Der Bundespräsident und seine Ehefrau besuchten Aidskranke in Kreuzberger Wohnprojekt

„Psst!“, raunt es durch den Raum, als das Ehepaar Köhler mit fast einer halben Stunde Verspätung anreist. „Sie kommen!“ Fotohandys werden gezückt, Kameras blitzen für Erinnerungsfotos auf. Eva Luise Köhler im hellbraunen Jacket bleibt im Hintergrund, während ihr Mann zuerst das Buffet begutachtet. „Kalbsbraten – nicht schlecht!“, sagt er.

Zum Essen war Bundespräsident Horst Köhler allerdings nicht gekommen. Mit seinem Besuch beim betreuten Wohnprojekt „ZiK“ für HIV- und Aids-Kranke wollte er ein Zeichen setzen. „Ich möchte Ihnen vermitteln, dass Sie nicht am Rand der Gesellschaft stehen“, sagtKöhler. „Nach meinen Vorstellungen soll jeder in unserer Gesellschaft ein Zuhause haben.“ Vor allem aber wollte er sich persönlich davon überzeugen, wofür die Erlöse der 11. Festlichen Operngala der Deutschen Aids-Stiftung verwendet wurden. Köhler war Schirmherr der Benefizveranstaltung, die vergangenen Samstag in der Deutschen Oper stattfand. Die Spenden in Höhe von 400000 Euro gingen komplett an das Projekt „Zuhause im Kiez“ (ZiK). Köhlers Ehefrau Eva Luise engagiert sich seit kurzem im Kuratorium der Deutschen Aids-Stiftung.

Unter den 50 Gästen war auch Frank Berger. Er lebt seit vier Jahren im ZiK in der Reichenberger Straße. „Hier muss ich mich nicht verstellen“, sagt der 39-Jährige. „Keiner zeigt mit dem Finger auf mich, weil wir alle dasselbe Problem haben.“ Er fühle sich wie in einer großen Familie, sagt er über das Leben in der Wohngemeinschaft.
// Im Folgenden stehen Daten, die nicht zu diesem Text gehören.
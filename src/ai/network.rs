use ndarray::{s, Array1, Array2, ArrayView1, ArrayView2, Axis};
use rand::rngs::StdRng;
use rand::Rng;
use rand_distr::StandardNormal;

use crate::error::NetworkError;

/// Output-layer activation. The hidden layer is always ReLU; the output
/// activation is what distinguishes the model variants.
#[derive(Debug, Clone, Copy, PartialEq, Eq)]
pub enum OutputActivation {
    /// Identity — per-action value heads.
    Linear,
    /// Logistic sigmoid — single-probability heads.
    Sigmoid,
    /// Normalized exponential — categorical policy heads.
    Softmax,
}

/// Weight initialization style.
#[derive(Debug, Clone, Copy, PartialEq, Eq)]
pub enum Init {
    /// N(0, 1) scaled down by 50. Used by the RL variants.
    Small,
    /// He initialization for the hidden layer, Xavier for the output layer.
    HeXavier,
}

/// Per-layer weight gradients. Shapes match the corresponding weight
/// matrices, bias gradient in the trailing column.
#[derive(Debug, Clone)]
pub struct Gradients {
    pub hidden: Array2<f64>,
    pub output: Array2<f64>,
}

impl Gradients {
    /// Zeroed gradients for a network with the given sizes.
    pub fn zeros(input_size: usize, hidden_size: usize, output_size: usize) -> Self {
        Gradients {
            hidden: Array2::zeros((hidden_size, input_size + 1)),
            output: Array2::zeros((output_size, hidden_size + 1)),
        }
    }

    /// Element-wise accumulation for summing per-sample gradients.
    pub fn accumulate(&mut self, other: &Gradients) {
        self.hidden += &other.hidden;
        self.output += &other.output;
    }
}

/// Two-layer feedforward network: ReLU hidden layer plus a variant-specific
/// output activation. Weight matrices carry the bias as the trailing column,
/// multiplied by a fixed input of 1.
#[derive(Debug, Clone)]
pub struct Network {
    input_size: usize,
    hidden_size: usize,
    output_size: usize,
    learning_rate: f64,
    activation: OutputActivation,
    hidden_weights: Array2<f64>,
    output_weights: Array2<f64>,
}

impl Network {
    /// Create a network with randomly initialized weights and zero biases.
    pub fn with_random_weights(
        input_size: usize,
        hidden_size: usize,
        output_size: usize,
        learning_rate: f64,
        activation: OutputActivation,
        init: Init,
        rng: &mut StdRng,
    ) -> Self {
        let (hidden_scale, output_scale) = match init {
            Init::Small => (1.0 / 50.0, 1.0 / 50.0),
            Init::HeXavier => (
                (2.0 / input_size as f64).sqrt(),
                (1.0 / hidden_size as f64).sqrt(),
            ),
        };

        let mut hidden_weights = Array2::zeros((hidden_size, input_size + 1));
        for w in hidden_weights.slice_mut(s![.., ..input_size]).iter_mut() {
            let n: f64 = rng.sample(StandardNormal);
            *w = n * hidden_scale;
        }

        let mut output_weights = Array2::zeros((output_size, hidden_size + 1));
        for w in output_weights.slice_mut(s![.., ..hidden_size]).iter_mut() {
            let n: f64 = rng.sample(StandardNormal);
            *w = n * output_scale;
        }

        Network {
            input_size,
            hidden_size,
            output_size,
            learning_rate,
            activation,
            hidden_weights,
            output_weights,
        }
    }

    /// Build a network from existing weight matrices, validating that their
    /// shapes match the declared sizes.
    pub fn from_weights(
        input_size: usize,
        hidden_size: usize,
        output_size: usize,
        learning_rate: f64,
        activation: OutputActivation,
        hidden_weights: Array2<f64>,
        output_weights: Array2<f64>,
    ) -> Result<Self, NetworkError> {
        if hidden_weights.dim() != (hidden_size, input_size + 1) {
            let (actual_rows, actual_cols) = hidden_weights.dim();
            return Err(NetworkError::WeightShape {
                layer: "hidden",
                rows: hidden_size,
                cols: input_size + 1,
                actual_rows,
                actual_cols,
            });
        }
        if output_weights.dim() != (output_size, hidden_size + 1) {
            let (actual_rows, actual_cols) = output_weights.dim();
            return Err(NetworkError::WeightShape {
                layer: "output",
                rows: output_size,
                cols: hidden_size + 1,
                actual_rows,
                actual_cols,
            });
        }
        Ok(Network {
            input_size,
            hidden_size,
            output_size,
            learning_rate,
            activation,
            hidden_weights,
            output_weights,
        })
    }

    /// Forward propagation: `(hidden, output)` activations for one input.
    pub fn forward(
        &self,
        input: ArrayView1<f64>,
    ) -> Result<(Array1<f64>, Array1<f64>), NetworkError> {
        self.check_input_len(input.len())?;

        let mut hidden = self
            .hidden_weights
            .slice(s![.., ..self.input_size])
            .dot(&input);
        hidden += &self.hidden_weights.column(self.input_size);
        hidden.mapv_inplace(|v| v.max(0.0));

        let mut output = self
            .output_weights
            .slice(s![.., ..self.hidden_size])
            .dot(&hidden);
        output += &self.output_weights.column(self.hidden_size);
        self.activate(output.view_mut());

        Ok((hidden, output))
    }

    /// Batched forward propagation. Rows of `inputs` are samples; returns
    /// `(hidden, output)` matrices with matching row order.
    pub fn batch_forward(
        &self,
        inputs: ArrayView2<f64>,
    ) -> Result<(Array2<f64>, Array2<f64>), NetworkError> {
        self.check_input_len(inputs.ncols())?;

        let mut hidden = inputs.dot(&self.hidden_weights.slice(s![.., ..self.input_size]).t());
        hidden += &self.hidden_weights.column(self.input_size);
        hidden.mapv_inplace(|v| v.max(0.0));

        let mut output = hidden.dot(&self.output_weights.slice(s![.., ..self.hidden_size]).t());
        output += &self.output_weights.column(self.hidden_size);
        for row in output.rows_mut() {
            self.activate(row);
        }

        Ok((hidden, output))
    }

    /// Back propagation from a variant-computed output-layer delta. Returns
    /// per-layer gradients as outer products of deltas with layer inputs;
    /// the bias gradient is the delta itself. The ReLU mask passes gradient
    /// only where the hidden activation is strictly positive.
    pub fn backward(
        &self,
        input: ArrayView1<f64>,
        hidden: ArrayView1<f64>,
        output_delta: ArrayView1<f64>,
    ) -> Gradients {
        let mut output_grads = Array2::zeros((self.output_size, self.hidden_size + 1));
        output_grads
            .slice_mut(s![.., ..self.hidden_size])
            .assign(&outer(output_delta, hidden));
        output_grads
            .column_mut(self.hidden_size)
            .assign(&output_delta);

        // Total error per hidden neuron, masked by the ReLU derivative.
        let predeltas = output_delta.dot(&self.output_weights.slice(s![.., ..self.hidden_size]));
        let hidden_deltas = predeltas * &hidden.mapv(|h| if h > 0.0 { 1.0 } else { 0.0 });

        let mut hidden_grads = Array2::zeros((self.hidden_size, self.input_size + 1));
        hidden_grads
            .slice_mut(s![.., ..self.input_size])
            .assign(&outer(hidden_deltas.view(), input));
        hidden_grads
            .column_mut(self.input_size)
            .assign(&hidden_deltas);

        Gradients {
            hidden: hidden_grads,
            output: output_grads,
        }
    }

    /// Batched back propagation. Rows of every argument are samples; the
    /// returned gradients are already summed over the batch.
    pub fn batch_backward(
        &self,
        inputs: ArrayView2<f64>,
        hiddens: ArrayView2<f64>,
        output_deltas: ArrayView2<f64>,
    ) -> Gradients {
        let mut output_grads = Array2::zeros((self.output_size, self.hidden_size + 1));
        output_grads
            .slice_mut(s![.., ..self.hidden_size])
            .assign(&output_deltas.t().dot(&hiddens));
        output_grads
            .column_mut(self.hidden_size)
            .assign(&output_deltas.sum_axis(Axis(0)));

        let predeltas = output_deltas.dot(&self.output_weights.slice(s![.., ..self.hidden_size]));
        let hidden_deltas = predeltas * &hiddens.mapv(|h| if h > 0.0 { 1.0 } else { 0.0 });

        let mut hidden_grads = Array2::zeros((self.hidden_size, self.input_size + 1));
        hidden_grads
            .slice_mut(s![.., ..self.input_size])
            .assign(&hidden_deltas.t().dot(&inputs));
        hidden_grads
            .column_mut(self.input_size)
            .assign(&hidden_deltas.sum_axis(Axis(0)));

        Gradients {
            hidden: hidden_grads,
            output: output_grads,
        }
    }

    /// Plain gradient descent: `W ← W − learning_rate · grad`. Callers decide
    /// whether the gradients are per-sample or pre-summed over a batch.
    pub fn apply_gradients(&mut self, grads: &Gradients) {
        self.hidden_weights.scaled_add(-self.learning_rate, &grads.hidden);
        self.output_weights.scaled_add(-self.learning_rate, &grads.output);
    }

    fn activate(&self, mut output: ndarray::ArrayViewMut1<f64>) {
        match self.activation {
            OutputActivation::Linear => {}
            OutputActivation::Sigmoid => {
                output.mapv_inplace(|v| 1.0 / (1.0 + (-v).exp()));
            }
            OutputActivation::Softmax => {
                let max = output.fold(f64::NEG_INFINITY, |m, &v| m.max(v));
                output.mapv_inplace(|v| (v - max).exp());
                let sum = output.sum();
                output.mapv_inplace(|v| v / sum);
            }
        }
    }

    fn check_input_len(&self, actual: usize) -> Result<(), NetworkError> {
        if actual != self.input_size {
            return Err(NetworkError::InputLength {
                expected: self.input_size,
                actual,
            });
        }
        Ok(())
    }

    pub fn input_size(&self) -> usize {
        self.input_size
    }

    pub fn hidden_size(&self) -> usize {
        self.hidden_size
    }

    pub fn output_size(&self) -> usize {
        self.output_size
    }

    pub fn learning_rate(&self) -> f64 {
        self.learning_rate
    }

    pub fn activation(&self) -> OutputActivation {
        self.activation
    }

    pub fn hidden_weights(&self) -> &Array2<f64> {
        &self.hidden_weights
    }

    pub fn output_weights(&self) -> &Array2<f64> {
        &self.output_weights
    }
}

/// Mean squared error between an expected and a predicted output vector.
pub fn mean_squared_error(expected: ArrayView1<f64>, output: ArrayView1<f64>) -> f64 {
    let difference = &expected - &output;
    difference.dot(&difference) / difference.len() as f64
}

fn outer(a: ArrayView1<f64>, b: ArrayView1<f64>) -> Array2<f64> {
    a.insert_axis(Axis(1)).dot(&b.insert_axis(Axis(0)))
}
Außerhalb des Hauses sei die Akzeptanz als Aidskranker allerdings immer noch gering. Viele Menschen hätten Berührungsängste. „Daran wird auch der Besuch des Bundespräsidenten nichts ändern“, ist sich Berger sicher. Ein einmaliger Besuch könne wenig in der Öffentlichkeit bewirken.

Da gibt sich die Leiterin des Hauses, Doris Steimaris, optimistischer. „Das ist eine große Ehre für uns“, sagt sie. Ihr Projekt gilt wegen seiner Größe und seines vielfältigen Hilfsangebotes als einzigartig in der Bundesrepublik. Zurzeit wohnen hier 23 kranke Menschen. Sie werden psychosozial betreut und erhalten bei Bedarf Unterstützung vom Pflegedienst. Seit der Eröffnung 1999 lebten hier 73 Menschen.

Von Köhlers Besuch erhofft sich Steimaris vor allem Aufklärung der jüngeren Generation. Denn nach Angaben des Robert-Koch-Instituts infizieren sich vermehrt junge Heterosexuelle mit dem HI-Virus. Allein in Berlin gibt es demnach 900 an Aids erkrankte Menschen. „Sie werden in der Gesellschaft immer noch stark stigmatisiert“, sagt auch Steimaris. Dagegen will Bundespräsident Köhler eintreten. „HIV-Kranke haben es schwer genug“, sagt er. „Sie sollen aber wissen, dass sie keine Außenseiter sind, die wir vergessen.“ Deswegen sprach er nach dem offiziellen Termin noch mit einigen ZiK-Bewohnern im Dachgeschoss des Hauses. Die Medien durften an diesem Treffen nicht teilnehmen. Köhler wollte sich in Ruhe unterhalten können.